It is possible that one or more persons of color had managed to vote in the 1620's, but in the mid-1600's Virginia's colonial leaders made clear that blacks would be enslaved for their entire lifetime and slavery would be hereditary. They would not be granted the same freedoms as white indentured servants, who were allowed to vote after completing their terms of service (their "indenture") and acquiring property.
The prohibition against voting by women, slaves, mulattoes, Native Americans, indentured servants, and those under the age of 21 were formalized in different acts of the General Assembly passed in 1699, 1705, and 1723. Passage of those laws suggest that that there had been a problem recently when a member of the excluded class had tried to vote, triggering a response by the General Assembly.
The 1723 law, "An Act directing the trial of Slaves, committing capital crimes; and for the more effectual punishing conspiracies and insurrections of them; and for the better government of Negros, Mulattos, and Indians, bond or free," may have included specific language in response to concerns that a non-white man had tried to vote:1
The stimulus for passing those laws may have been someone trying to violate the customs of the day, causing one or more county sheriffs to ask for official authority to block a future attempt to vote.
The first group to have the right to vote and then be disfranchised were white males living in a household with an older male. In 1655, the right to vote for members of the House of Burgesses was limited to just the heads of households.
During the Interregnum after Charles I had been executed in England, the Puritans had sent an expedition to seize Virginia from royal supporter Governor William Berkeley. After they took control of Virginia in 1652, they held an election for a new House of Burgesses. Voters were required to swear a new oath in support of Parliament rather than the king. Some royalists may have felt disfranchised, but it appears voter turnout was still high.
The legislature elected after the Puritans took control did limit the suffrage for the first time. The General Assembly decided in 1655 that only one person per family could vote in future elections, and made clear that voters had to be at least 21 years old.
As a result of the 1655 law, sons who were living with their father lost the right to participate in elections for the House of Burgesses. Young men living in homes of their older brothers, and formerly-indentured servants still living in the home of their employer, also were disfranchised.
Since all males over sixteen years of age had to pay the poll tax, the class of young males 16-20 years old experienced taxation without direct representation. They could express their concerns to the head of the house, in hopes of shaping his vote and affecting an election indirectly.

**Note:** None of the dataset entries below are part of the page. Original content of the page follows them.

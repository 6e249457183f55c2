//! Endpoint helpers on [`RestClient`], each pairing one path template with one decoder.

// self
use crate::{
	_prelude::*,
	client::RestClient,
	http::{HttpMethod, RestHttpClient},
	resource::{self, AsResourceId, Event, GenericData, Network, ResourceRecord, SyncModule, Video},
};

impl<C> RestClient<C>
where
	C: ?Sized + RestHttpClient,
{
	/// Lists the account's networks (`GET /networks`).
	pub async fn networks(&self) -> Result<Vec<Network>> {
		let payload = self.call(HttpMethod::Get, "/networks", &[], None).await?;

		Ok(resource::decode_networks(&payload)?.unwrap_or_default())
	}

	/// Fetches one network (`GET /network/{network_id}`).
	pub async fn network(&self, network: impl AsResourceId) -> Result<Option<Network>> {
		let payload = self.network_call(HttpMethod::Get, "/network/{network_id}", network).await?;

		Ok(resource::decode_networks(&payload)?.and_then(|networks| networks.into_iter().next()))
	}

	/// Lists cameras and sync modules from the home screen (`GET /homescreen`).
	///
	/// Fails on the first unrecognized device; use [`resource::partition_devices`] on the raw
	/// payload from [`RestClient::call`] for a lenient decode.
	pub async fn devices(&self) -> Result<Vec<ResourceRecord>> {
		let payload = self.call(HttpMethod::Get, "/homescreen", &[], None).await?;

		Ok(resource::decode_devices(&payload)?.unwrap_or_default())
	}

	/// Lists a network's sync modules (`GET /network/{network_id}/syncmodules`).
	pub async fn sync_modules(&self, network: impl AsResourceId) -> Result<Vec<SyncModule>> {
		let payload =
			self.network_call(HttpMethod::Get, "/network/{network_id}/syncmodules", network).await?;

		Ok(resource::decode_sync_modules(&payload)?.unwrap_or_default())
	}

	/// Lists a network's events (`GET /events/network/{network_id}`).
	pub async fn events(&self, network: impl AsResourceId) -> Result<Vec<Event>> {
		let payload =
			self.network_call(HttpMethod::Get, "/events/network/{network_id}", network).await?;

		Ok(resource::decode_events(&payload)?.unwrap_or_default())
	}

	/// Lists one page of recorded clips (`GET /api/v2/videos/page/{page}`).
	pub async fn videos(&self, page: u32) -> Result<Vec<Video>> {
		let page = page.to_string();
		let payload = self
			.call(HttpMethod::Get, "/api/v2/videos/page/{page}", &[("page", page.as_str())], None)
			.await?;

		Ok(resource::decode_videos(&payload)?.unwrap_or_default())
	}

	/// Reads a camera's configuration (`GET /network/{network_id}/camera/{camera_id}/config`).
	pub async fn camera_config(
		&self,
		network: impl AsResourceId,
		camera: impl AsResourceId,
	) -> Result<Option<GenericData>> {
		let payload = self
			.camera_call(
				HttpMethod::Get,
				"/network/{network_id}/camera/{camera_id}/config",
				network,
				camera,
			)
			.await?;

		resource::decode_camera_config(&payload)
	}

	/// Arms a network (`POST /network/{network_id}/arm`).
	pub async fn arm_network(&self, network: impl AsResourceId) -> Result<Option<GenericData>> {
		let payload =
			self.network_call(HttpMethod::Post, "/network/{network_id}/arm", network).await?;

		resource::decode_generic(&payload)
	}

	/// Disarms a network (`POST /network/{network_id}/disarm`).
	pub async fn disarm_network(&self, network: impl AsResourceId) -> Result<Option<GenericData>> {
		let payload =
			self.network_call(HttpMethod::Post, "/network/{network_id}/disarm", network).await?;

		resource::decode_generic(&payload)
	}

	/// Enables motion detection on a camera
	/// (`POST /network/{network_id}/camera/{camera_id}/enable`).
	pub async fn enable_camera(
		&self,
		network: impl AsResourceId,
		camera: impl AsResourceId,
	) -> Result<Option<GenericData>> {
		let payload = self
			.camera_call(
				HttpMethod::Post,
				"/network/{network_id}/camera/{camera_id}/enable",
				network,
				camera,
			)
			.await?;

		resource::decode_generic(&payload)
	}

	/// Disables motion detection on a camera
	/// (`POST /network/{network_id}/camera/{camera_id}/disable`).
	pub async fn disable_camera(
		&self,
		network: impl AsResourceId,
		camera: impl AsResourceId,
	) -> Result<Option<GenericData>> {
		let payload = self
			.camera_call(
				HttpMethod::Post,
				"/network/{network_id}/camera/{camera_id}/disable",
				network,
				camera,
			)
			.await?;

		resource::decode_generic(&payload)
	}

	async fn network_call(
		&self,
		method: HttpMethod,
		template: &str,
		network: impl AsResourceId,
	) -> Result<Value> {
		let network_id = network.resource_id()?.to_string();

		self.call(method, template, &[("network_id", network_id.as_str())], None).await
	}

	async fn camera_call(
		&self,
		method: HttpMethod,
		template: &str,
		network: impl AsResourceId,
		camera: impl AsResourceId,
	) -> Result<Value> {
		let network_id = network.resource_id()?.to_string();
		let camera_id = camera.resource_id()?.to_string();
		let params = [("network_id", network_id.as_str()), ("camera_id", camera_id.as_str())];

		self.call(method, template, &params, None).await
	}
}
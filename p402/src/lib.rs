#![cfg_attr(docsrs, feature(doc_auto_cfg))]

//! Core types for the x402 payment protocol.
//!
//! This crate provides the chain-agnostic building blocks for implementing
//! HTTP 402 Payment Required flows: the wire format types exchanged between
//! buyers and sellers, the base64 header codecs, and a registry of well-known
//! networks. Chain-specific signing lives in separate crates (`p402-evm` for
//! EIP-155 chains).
//!
//! # Overview
//!
//! When a client requests a paid resource, the server answers with payment
//! requirements (the `accepts` list of a [`proto::v1::PaymentRequired`]). The
//! client picks one, signs a payment authorization for it, and retries the
//! request with the signed payload in the `X-PAYMENT` header. The settlement
//! outcome comes back in the `X-PAYMENT-RESPONSE` header.
//!
//! # Modules
//!
//! - [`encoding`] - Base64 wrapper used by the header codecs
//! - [`networks`] - Registry of well-known EVM networks
//! - [`proto`] - Wire format types and header codecs
//! - [`scheme`] - Scheme marker types and the client error taxonomy
//! - [`timestamp`] - Unix timestamps for authorization validity windows
//!
//! # Feature Flags
//!
//! - `telemetry` - Enables tracing instrumentation for the header codecs

pub mod encoding;
pub mod networks;
pub mod proto;
pub mod scheme;
pub mod timestamp;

The one-vote-per-household restriction on the electorate lasted only one year. In 1656, the burgesses concluded:2
between 1619-1920, white men (and later black men) controlled who would represent all Virginians in the General Assembly
Source: Internet Archive, A school history of the United States, from the discovery of America to the year 1878 (p.40)

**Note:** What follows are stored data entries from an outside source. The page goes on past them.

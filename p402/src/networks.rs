//! Registry of well-known EVM networks.
//!
//! V1 payment requirements identify chains by human-readable network names
//! (e.g., `"base-sepolia"`), while EIP-712 domain separation needs the numeric
//! EIP-155 chain ID. This module is the single source of truth for that
//! mapping, plus the USDC deployment constants the test suites rely on.

use alloy_primitives::{Address, address};

/// A known network definition with its chain ID and human-readable name.
#[derive(Debug, Clone, Copy, PartialEq, Eq)]
pub struct NetworkInfo {
    /// Human-readable network name (e.g., "base-sepolia").
    pub name: &'static str,
    /// EIP-155 chain ID (e.g., 84532 for Base Sepolia).
    pub chain_id: u64,
}

/// All networks this SDK knows out of the box.
pub const EVM_NETWORKS: &[NetworkInfo] = &[
    NetworkInfo {
        name: "ethereum",
        chain_id: 1,
    },
    NetworkInfo {
        name: "base",
        chain_id: 8453,
    },
    NetworkInfo {
        name: "base-sepolia",
        chain_id: 84532,
    },
    NetworkInfo {
        name: "polygon",
        chain_id: 137,
    },
    NetworkInfo {
        name: "polygon-amoy",
        chain_id: 80002,
    },
    NetworkInfo {
        name: "avalanche",
        chain_id: 43114,
    },
    NetworkInfo {
        name: "avalanche-fuji",
        chain_id: 43113,
    },
    NetworkInfo {
        name: "celo",
        chain_id: 42220,
    },
];

/// Looks up the EIP-155 chain ID for a network name.
#[must_use]
pub fn chain_id_by_name(name: &str) -> Option<u64> {
    EVM_NETWORKS
        .iter()
        .find(|info| info.name == name)
        .map(|info| info.chain_id)
}

/// Looks up the network name for an EIP-155 chain ID.
#[must_use]
pub fn name_by_chain_id(chain_id: u64) -> Option<&'static str> {
    EVM_NETWORKS
        .iter()
        .find(|info| info.chain_id == chain_id)
        .map(|info| info.name)
}

/// USDC contract address on Base Sepolia.
pub const USDC_BASE_SEPOLIA: Address = address!("036CbD53842c5426634e7929541eC2318f3dCF7e");

/// Default EIP-712 domain name for USDC deployments.
pub const DEFAULT_USDC_NAME: &str = "USDC";

/// Default EIP-712 domain version for USDC deployments.
pub const DEFAULT_USDC_VERSION: &str = "2";

#[cfg(test)]
mod tests {
    use super::*;

    #[test]
    fn test_chain_id_by_name() {
        assert_eq!(chain_id_by_name("base-sepolia"), Some(84532));
        assert_eq!(chain_id_by_name("base"), Some(8453));
        assert_eq!(chain_id_by_name("ethereum"), Some(1));
    }

    #[test]
    fn test_name_by_chain_id() {
        assert_eq!(name_by_chain_id(84532), Some("base-sepolia"));
        assert_eq!(name_by_chain_id(42220), Some("celo"));
    }

    #[test]
    fn test_unknown_network_misses() {
        assert_eq!(chain_id_by_name("hyperborea"), None);
        assert_eq!(name_by_chain_id(999_999), None);
    }

    #[test]
    fn test_both_directions_agree() {
        for info in EVM_NETWORKS {
            assert_eq!(chain_id_by_name(info.name), Some(info.chain_id));
            assert_eq!(name_by_chain_id(info.chain_id), Some(info.name));
        }
    }
}
//! EIP-712 typed-data document construction.
//!
//! Turns payment requirements and an authorization into the typed-data
//! document that gets hashed and signed: the `EIP712Domain` built from the
//! token's domain parameters and the chain ID, and a
//! `TransferWithAuthorization` message built from the authorization fields.
//! Pure data assembly; no I/O, no randomness.

use alloy_primitives::B256;
use alloy_sol_types::{Eip712Domain, SolStruct, eip712_domain};
use p402::networks;
use p402::scheme::X402Error;

use crate::exact::types::{Eip3009Authorization, TransferWithAuthorization, v1};

/// A canonical EIP-712 typed-data document, ready for hashing.
///
/// Pairs the domain separator inputs with the primary-type message. The type
/// schema (`EIP712Domain` + `TransferWithAuthorization`) is fixed at compile
/// time by the `sol!` declaration, so two documents built from identical
/// inputs always hash identically.
#[derive(Debug, Clone)]
pub struct TransferTypedData {
    domain: Eip712Domain,
    message: TransferWithAuthorization,
}

impl TransferTypedData {
    /// Assembles a document from an already-built domain and message.
    #[must_use]
    pub const fn new(domain: Eip712Domain, message: TransferWithAuthorization) -> Self {
        Self { domain, message }
    }

    /// Computes the EIP-712 signing hash:
    /// `keccak256(0x19 0x01 ‖ domainSeparator ‖ structHash(message))`.
    ///
    /// Both halves follow the standard's recursive struct-hashing algorithm
    /// over the declared type schema; nothing here hashes serialized text.
    #[must_use]
    pub fn signing_hash(&self) -> B256 {
        self.message.eip712_signing_hash(&self.domain)
    }

    /// Returns the EIP-712 domain.
    #[must_use]
    pub const fn domain(&self) -> &Eip712Domain {
        &self.domain
    }

    /// Returns the `TransferWithAuthorization` message.
    #[must_use]
    pub const fn message(&self) -> &TransferWithAuthorization {
        &self.message
    }
}

/// Builds the typed-data document for an authorization under the given
/// payment requirements.
///
/// The domain name and version come from the requirements' `extra`
/// parameters, falling back to empty strings when absent; the chain ID is
/// resolved through the known-network registry and the verifying contract is
/// the requirements' asset address.
///
/// # Errors
///
/// Returns [`X402Error::UnsupportedNetwork`] if the network name is unknown,
/// before any cryptographic work begins.
pub fn typed_data_for(
    requirements: &v1::PaymentRequirements,
    authorization: &Eip3009Authorization,
) -> Result<TransferTypedData, X402Error> {
    let chain_id = networks::chain_id_by_name(&requirements.network)
        .ok_or_else(|| X402Error::UnsupportedNetwork(requirements.network.clone()))?;

    let (name, version) = requirements.extra.as_ref().map_or_else(
        || (String::new(), String::new()),
        |extra| (extra.name.clone(), extra.version.clone()),
    );

    let domain = eip712_domain! {
        name: name,
        version: version,
        chain_id: chain_id,
        verifying_contract: requirements.asset,
    };

    let message = TransferWithAuthorization {
        from: authorization.from,
        to: authorization.to,
        value: authorization.value.into(),
        validAfter: authorization.valid_after.as_u256(),
        validBefore: authorization.valid_before.as_u256(),
        nonce: authorization.nonce,
    };

    Ok(TransferTypedData::new(domain, message))
}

The second group to be disfranchised were white males without enough property (land or a lease for land) to be taxed.
In 1660, William Berkeley was restored to his position as governor in Virginia and Charles II was restored as king in England. In 1670, Governor Berkeley restricted the right to vote to white males who owned enough property that they were required to pay local taxes.

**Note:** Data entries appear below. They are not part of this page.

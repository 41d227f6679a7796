//! Type definitions for the EIP-155 "exact" payment scheme.
//!
//! Defines the scheme-specific wire payload (an ERC-3009 authorization plus
//! its signature) and the typed aliases that pin the generic protocol types
//! to their EVM representations.

use alloy_primitives::{Address, B256, Bytes};
use alloy_sol_types::sol;
pub use p402::scheme::ExactScheme;
use p402::timestamp::UnixTimestamp;
use serde::{Deserialize, Serialize};

use crate::chain::TokenAmount;

/// Scheme payload for exact payments; a tagged variant per transfer
/// mechanism.
///
/// Only ERC-3009 exists today. Deserialization uses `#[serde(untagged)]` so
/// the wire shape stays flat; adding a mechanism becomes a new variant, and
/// mechanism-specific fields are read through exhaustive matches.
#[derive(Debug, Clone, Serialize, Deserialize)]
#[serde(untagged)]
pub enum ExactPayload {
    /// ERC-3009 `transferWithAuthorization` payment.
    Eip3009(Eip3009Payload),
}

impl ExactPayload {
    /// Returns the sender (`from`) address for this payment.
    #[must_use]
    pub const fn from_address(&self) -> Address {
        match self {
            Self::Eip3009(p) => p.authorization.from,
        }
    }

    /// Returns the signature bytes, if the payload has been signed.
    #[must_use]
    pub const fn signature(&self) -> Option<&Bytes> {
        match self {
            Self::Eip3009(p) => p.signature.as_ref(),
        }
    }
}

/// ERC-3009 `transferWithAuthorization` payment payload.
///
/// Pairs the structured authorization data with its EIP-712 signature. The
/// signature is `null` on the wire until signing; attaching one goes through
/// [`Eip3009Payload::with_signature`], which returns a new value and never
/// mutates in place.
#[derive(Debug, Clone, Serialize, Deserialize)]
#[serde(rename_all = "camelCase")]
pub struct Eip3009Payload {
    /// The 65-byte `r ‖ s ‖ v` signature, absent before signing.
    #[serde(default)]
    pub signature: Option<Bytes>,

    /// The structured authorization data that is signed.
    pub authorization: Eip3009Authorization,
}

impl Eip3009Payload {
    /// Returns a copy of this payload carrying the given signature.
    #[must_use]
    pub fn with_signature(&self, signature: Bytes) -> Self {
        Self {
            signature: Some(signature),
            authorization: self.authorization,
        }
    }
}

/// The parameters of an ERC-3009 `transferWithAuthorization` call: who may
/// transfer, to whom, how much, and during what time window.
///
/// Created once per payment attempt and never mutated afterwards.
#[derive(Debug, Copy, Clone, Serialize, Deserialize)]
#[serde(rename_all = "camelCase")]
pub struct Eip3009Authorization {
    /// The address authorizing the transfer (token owner).
    pub from: Address,

    /// The recipient address for the transfer.
    pub to: Address,

    /// The amount of tokens to transfer (in the token's smallest unit).
    pub value: TokenAmount,

    /// The authorization is not valid before this timestamp (inclusive).
    pub valid_after: UnixTimestamp,

    /// The authorization expires at this timestamp (exclusive).
    pub valid_before: UnixTimestamp,

    /// A unique 32-byte nonce preventing authorization replay.
    pub nonce: B256,
}

/// Extra payment requirements data for the exact scheme.
///
/// Carries the EIP-712 domain parameters of the token contract; both fields
/// are required for domain separation.
#[derive(Clone, Debug, Eq, PartialEq, Serialize, Deserialize)]
#[serde(rename_all = "camelCase")]
pub struct PaymentRequirementsExtra {
    /// The token name as used in the EIP-712 domain.
    pub name: String,

    /// The token version as used in the EIP-712 domain.
    pub version: String,
}

sol!(
    /// Solidity-compatible struct definition for ERC-3009
    /// `transferWithAuthorization`, as used in EIP-712 typed data.
    ///
    /// The declaration itself is the type schema: field names, order, and
    /// types feed the recursive struct-hash computation, so they must match
    /// the on-chain contract definition exactly.
    #[derive(Debug)]
    struct TransferWithAuthorization {
        address from;
        address to;
        uint256 value;
        uint256 validAfter;
        uint256 validBefore;
        bytes32 nonce;
    }
);

/// Wire format type aliases for the V1 exact scheme on EIP-155 chains.
pub mod v1 {
    use p402::proto::v1 as proto_v1;

    use super::{ExactPayload, ExactScheme, PaymentRequirementsExtra};
    use crate::chain::TokenAmount;
    use alloy_primitives::Address;

    /// Payment payload with the exact-scheme EVM payload.
    pub type PaymentPayload = proto_v1::PaymentPayload<ExactScheme, ExactPayload>;

    /// Payment requirements with EVM-typed amount and addresses.
    pub type PaymentRequirements =
        proto_v1::PaymentRequirements<ExactScheme, TokenAmount, Address, PaymentRequirementsExtra>;
}

#[cfg(test)]
mod tests {
    use super::*;
    use alloy_primitives::{address, b256};

    fn authorization() -> Eip3009Authorization {
        Eip3009Authorization {
            from: address!("2980bc24bBFB34DE1BBC91479Cb712ffbCE02F73"),
            to: address!("7553F6FA4Fb62986b64f79aEFa1fB93ea64A22b1"),
            value: TokenAmount::from(10_000u64),
            valid_after: UnixTimestamp::from_secs(1_748_534_647),
            valid_before: UnixTimestamp::from_secs(1_748_534_767),
            nonce: b256!("9b750f5097972d82c02ac371278b83ecf3ca3be8387db59e664eb38c98f97a3d"),
        }
    }

    #[test]
    fn test_unsigned_payload_serializes_null_signature() {
        let payload = Eip3009Payload {
            signature: None,
            authorization: authorization(),
        };
        let json = serde_json::to_value(&payload).unwrap();
        assert_eq!(json["signature"], serde_json::Value::Null);
        assert_eq!(json["authorization"]["value"], "10000");
        assert_eq!(json["authorization"]["validAfter"], "1748534647");
        assert_eq!(
            json["authorization"]["nonce"],
            "0x9b750f5097972d82c02ac371278b83ecf3ca3be8387db59e664eb38c98f97a3d"
        );
    }

    #[test]
    fn test_with_signature_leaves_source_untouched() {
        let unsigned = Eip3009Payload {
            signature: None,
            authorization: authorization(),
        };
        let signed = unsigned.with_signature(Bytes::from(vec![0xab; 65]));
        assert!(unsigned.signature.is_none());
        assert_eq!(signed.signature.as_ref().unwrap().len(), 65);
        assert_eq!(signed.authorization.from, unsigned.authorization.from);
    }

    #[test]
    fn test_exact_payload_roundtrip() {
        let payload = ExactPayload::Eip3009(Eip3009Payload {
            signature: Some(Bytes::from(vec![0x01; 65])),
            authorization: authorization(),
        });
        let json = serde_json::to_string(&payload).unwrap();
        let parsed: ExactPayload = serde_json::from_str(&json).unwrap();
        assert_eq!(
            parsed.from_address(),
            address!("2980bc24bBFB34DE1BBC91479Cb712ffbCE02F73")
        );
        assert_eq!(parsed.signature().unwrap().len(), 65);
    }

    #[test]
    fn test_exact_payload_accepts_missing_signature_field() {
        let json = serde_json::json!({
            "authorization": {
                "from": "0x2980bc24bBFB34DE1BBC91479Cb712ffbCE02F73",
                "to": "0x7553F6FA4Fb62986b64f79aEFa1fB93ea64A22b1",
                "value": "10000",
                "validAfter": "1748534647",
                "validBefore": "1748534767",
                "nonce": "0x9b750f5097972d82c02ac371278b83ecf3ca3be8387db59e664eb38c98f97a3d"
            }
        });
        let parsed: ExactPayload = serde_json::from_value(json).unwrap();
        assert!(parsed.signature().is_none());
    }
}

The governor was concerned about the growing numbers of former indentured servants who had completed their term of service, but had not acquired land to start their own farm. The governor prioritized maintaining peace with Native Americans, with whom he was engaged in a profitable fur trade. He was not willing to go to war so colonists could establish new farms in the backcountry.
Driving those Native Americans far away would reduce raids on the outlying "quarters" staffed with indentured servants and enslaved people, and on the small farms created by the indentured servants after their terms of service were completed. However, the governor was not willing to pay the militia to complete that expensive task.
He was willing to approve construction of new forts, which also required new taxes but provided little or no military protection. The political advantage of building forts was that key members of the already-wealthy gentry got paid to build them. The gentry also were appointed to different colonial offices that required higher taxes as well. The elite who depended upon the governor supported him as he redistributed wealth collected from many taxpayers to just a few officeholders, but the poor farmers ultimately grew unruly. The new property requirement limited the ability of the unhappy farmers burdened with extra taxes to prevent the governor and General Assembly from "soaking the poor."
In England, the right to vote had long included a property requirement. For many locations, the minimum was 40 shillings. As inflation increased, more and more people qualified to vote. Different boroughs had separate requirements. In one, the judges allowed "potwallopers" to vote. A potwaller/potwalloper did not own or rent an entire house, but had enough control over one fireplace to boil the pot for themselves and their families.3
The property requirement was dropped briefly in 1676, when Governor Berkeley finally dissolved the "Long Assembly" and called an election for a new House of Burgesses. That was followed by Virginia's first civil war, Bacon's Rebellion.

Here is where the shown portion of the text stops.